If a line in the records below contains the word "earlier", copy it.

===== Supplied material

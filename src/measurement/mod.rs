//! Measurement values: timestamps, payload types, pose algebra and the text
//! codec used by files and datagrams.

pub mod codec;
pub mod math;
pub mod payload;
pub mod timed;
pub mod timestamp;

pub use math::{Interpolate, Invert, Mean, Multiply, Neutral};
pub use payload::{
    Button, Distance, ErrorPose, ErrorPosition, FromNumbers, Matrix3x3, Matrix3x4f, Matrix4x4,
    Payload, Pose, Position, Position2D, Rotation, Vector4d,
};
pub use timed::Measurement;
pub use timestamp::{Timestamp, NANOS_PER_MILLI, NANOS_PER_SEC};
//! Nanosecond timestamps.
//!
//! All measurements carry a [`Timestamp`]: unsigned nanoseconds since the Unix
//! epoch. Differences between timestamps are signed nanoseconds (`i64`) since
//! pulls frequently ask for times slightly before the latest sample.

use serde::{Deserialize, Serialize};
use std::fmt;
use std::ops::{Add, Sub};
use std::time::{Duration, SystemTime, UNIX_EPOCH};

/// Nanoseconds per millisecond.
pub const NANOS_PER_MILLI: u64 = 1_000_000;

/// Nanoseconds per second.
pub const NANOS_PER_SEC: u64 = 1_000_000_000;

/// A point in time, in nanoseconds since the Unix epoch.
#[derive(Clone, Copy, PartialEq, Eq, PartialOrd, Ord, Hash, Default, Serialize, Deserialize)]
#[serde(transparent)]
pub struct Timestamp(u64);

impl Timestamp {
    /// The epoch itself.
    pub const ZERO: Timestamp = Timestamp(0);

    /// Current wall-clock time.
    pub fn now() -> Self {
        let nanos = SystemTime::now()
            .duration_since(UNIX_EPOCH)
            .map(duration_nanos)
            .unwrap_or(0);
        Timestamp(nanos)
    }

    #[must_use]
    pub const fn from_nanos(nanos: u64) -> Self {
        Timestamp(nanos)
    }

    #[must_use]
    pub const fn from_millis(millis: u64) -> Self {
        Timestamp(millis.saturating_mul(NANOS_PER_MILLI))
    }

    #[must_use]
    pub fn from_secs_f64(secs: f64) -> Self {
        Timestamp((secs.max(0.0) * NANOS_PER_SEC as f64) as u64)
    }

    #[must_use]
    pub const fn as_nanos(self) -> u64 {
        self.0
    }

    #[must_use]
    pub const fn as_millis(self) -> u64 {
        self.0 / NANOS_PER_MILLI
    }

    #[must_use]
    pub fn as_secs_f64(self) -> f64 {
        self.0 as f64 / NANOS_PER_SEC as f64
    }

    /// Signed difference `self - earlier` in nanoseconds.
    #[must_use]
    pub fn nanos_since(self, earlier: Timestamp) -> i64 {
        (self.0 as i128 - earlier.0 as i128).clamp(i64::MIN as i128, i64::MAX as i128) as i64
    }

    /// Shift by a signed number of nanoseconds, saturating at the epoch.
    #[must_use]
    pub fn offset_nanos(self, delta: i64) -> Self {
        if delta >= 0 {
            Timestamp(self.0.saturating_add(delta as u64))
        } else {
            Timestamp(self.0.saturating_sub(delta.unsigned_abs()))
        }
    }

    /// Shift by a signed number of milliseconds.
    #[must_use]
    pub fn offset_millis(self, delta: i64) -> Self {
        self.offset_nanos(delta.saturating_mul(NANOS_PER_MILLI as i64))
    }

    /// Scale the offset from `origin` by `factor`.
    ///
    /// Used for replay speed-up: `origin + (self - origin) * factor`.
    #[must_use]
    pub fn scale_from(self, origin: Timestamp, factor: f64) -> Self {
        let delta = self.nanos_since(origin) as f64 * factor;
        origin.offset_nanos(delta as i64)
    }

    /// Absolute distance between two timestamps.
    #[must_use]
    pub fn abs_diff(self, other: Timestamp) -> Duration {
        Duration::from_nanos(self.0.abs_diff(other.0))
    }

    /// Time remaining from now until `self`, zero if already passed.
    pub fn until(self) -> Duration {
        let now = Timestamp::now();
        if self > now {
            Duration::from_nanos(self.0 - now.0)
        } else {
            Duration::ZERO
        }
    }

    /// Short human readable form, `HH:MM:SS.mmm` in UTC.
    pub fn to_short_string(self) -> String {
        let secs = (self.0 / NANOS_PER_SEC) as i64;
        let nanos = (self.0 % NANOS_PER_SEC) as u32;
        match chrono::DateTime::from_timestamp(secs, nanos) {
            Some(dt) => dt.format("%H:%M:%S%.3f").to_string(),
            None => self.0.to_string(),
        }
    }
}

/// Nanoseconds in `d`, clamped to the timestamp range.
fn duration_nanos(d: Duration) -> u64 {
    u64::try_from(d.as_nanos()).unwrap_or(u64::MAX)
}

impl Add<Duration> for Timestamp {
    type Output = Timestamp;

    fn add(self, rhs: Duration) -> Timestamp {
        Timestamp(self.0.saturating_add(duration_nanos(rhs)))
    }
}

impl Sub<Duration> for Timestamp {
    type Output = Timestamp;

    fn sub(self, rhs: Duration) -> Timestamp {
        Timestamp(self.0.saturating_sub(duration_nanos(rhs)))
    }
}

impl From<u64> for Timestamp {
    fn from(nanos: u64) -> Self {
        Timestamp(nanos)
    }
}

impl fmt::Debug for Timestamp {
    fn fmt(&self, f: &mut fmt::Formatter<'_>) -> fmt::Result {
        write!(f, "Timestamp({})", self.0)
    }
}

impl fmt::Display for Timestamp {
    fn fmt(&self, f: &mut fmt::Formatter<'_>) -> fmt::Result {
        write!(f, "{}", self.0)
    }
}

#[cfg(test)]
mod tests {
    use super::*;

    #[test]
    fn test_millis_round_trip() {
        let t = Timestamp::from_millis(1050);
        assert_eq!(t.as_nanos(), 1_050_000_000);
        assert_eq!(t.as_millis(), 1050);
    }

    #[test]
    fn test_signed_difference() {
        let a = Timestamp::from_millis(1000);
        let b = Timestamp::from_millis(1200);
        assert_eq!(b.nanos_since(a), 200_000_000);
        assert_eq!(a.nanos_since(b), -200_000_000);
    }

    #[test]
    fn test_offset_saturates_at_epoch() {
        let t = Timestamp::from_nanos(10);
        assert_eq!(t.offset_nanos(-100), Timestamp::ZERO);
        assert_eq!(t.offset_millis(1).as_nanos(), 1_000_010);
    }

    #[test]
    fn test_duration_arithmetic() {
        let t = Timestamp::from_millis(100);
        assert_eq!(t + Duration::from_millis(5), Timestamp::from_millis(105));
        assert_eq!(t - Duration::from_millis(5), Timestamp::from_millis(95));
    }

    #[test]
    fn test_huge_duration_saturates() {
        let t = Timestamp::from_millis(100);
        assert_eq!(t + Duration::MAX, Timestamp(u64::MAX));
        assert_eq!(t + Duration::from_secs(u64::MAX / 1_000), Timestamp(u64::MAX));
        assert_eq!(t - Duration::MAX, Timestamp::ZERO);
    }

    #[test]
    fn test_scale_from_origin() {
        let origin = Timestamp::from_millis(1000);
        let t = Timestamp::from_millis(1400);
        assert_eq!(t.scale_from(origin, 0.5), Timestamp::from_millis(1200));
    }

    #[test]
    fn test_now_is_monotonic_enough() {
        let a = Timestamp::now();
        let b = Timestamp::now();
        assert!(b >= a);
        assert!(a.as_secs_f64() > 1.0e9);
    }
}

==========

» **Response**
    /// Signed difference `self - earlier` in nanoseconds.
    pub fn nanos_since(self, earlier: Timestamp) -> i64 {
        (self.0 as i128 - earlier.0 as i128).clamp(i64::MIN as i128, i64::MAX as i128) as i64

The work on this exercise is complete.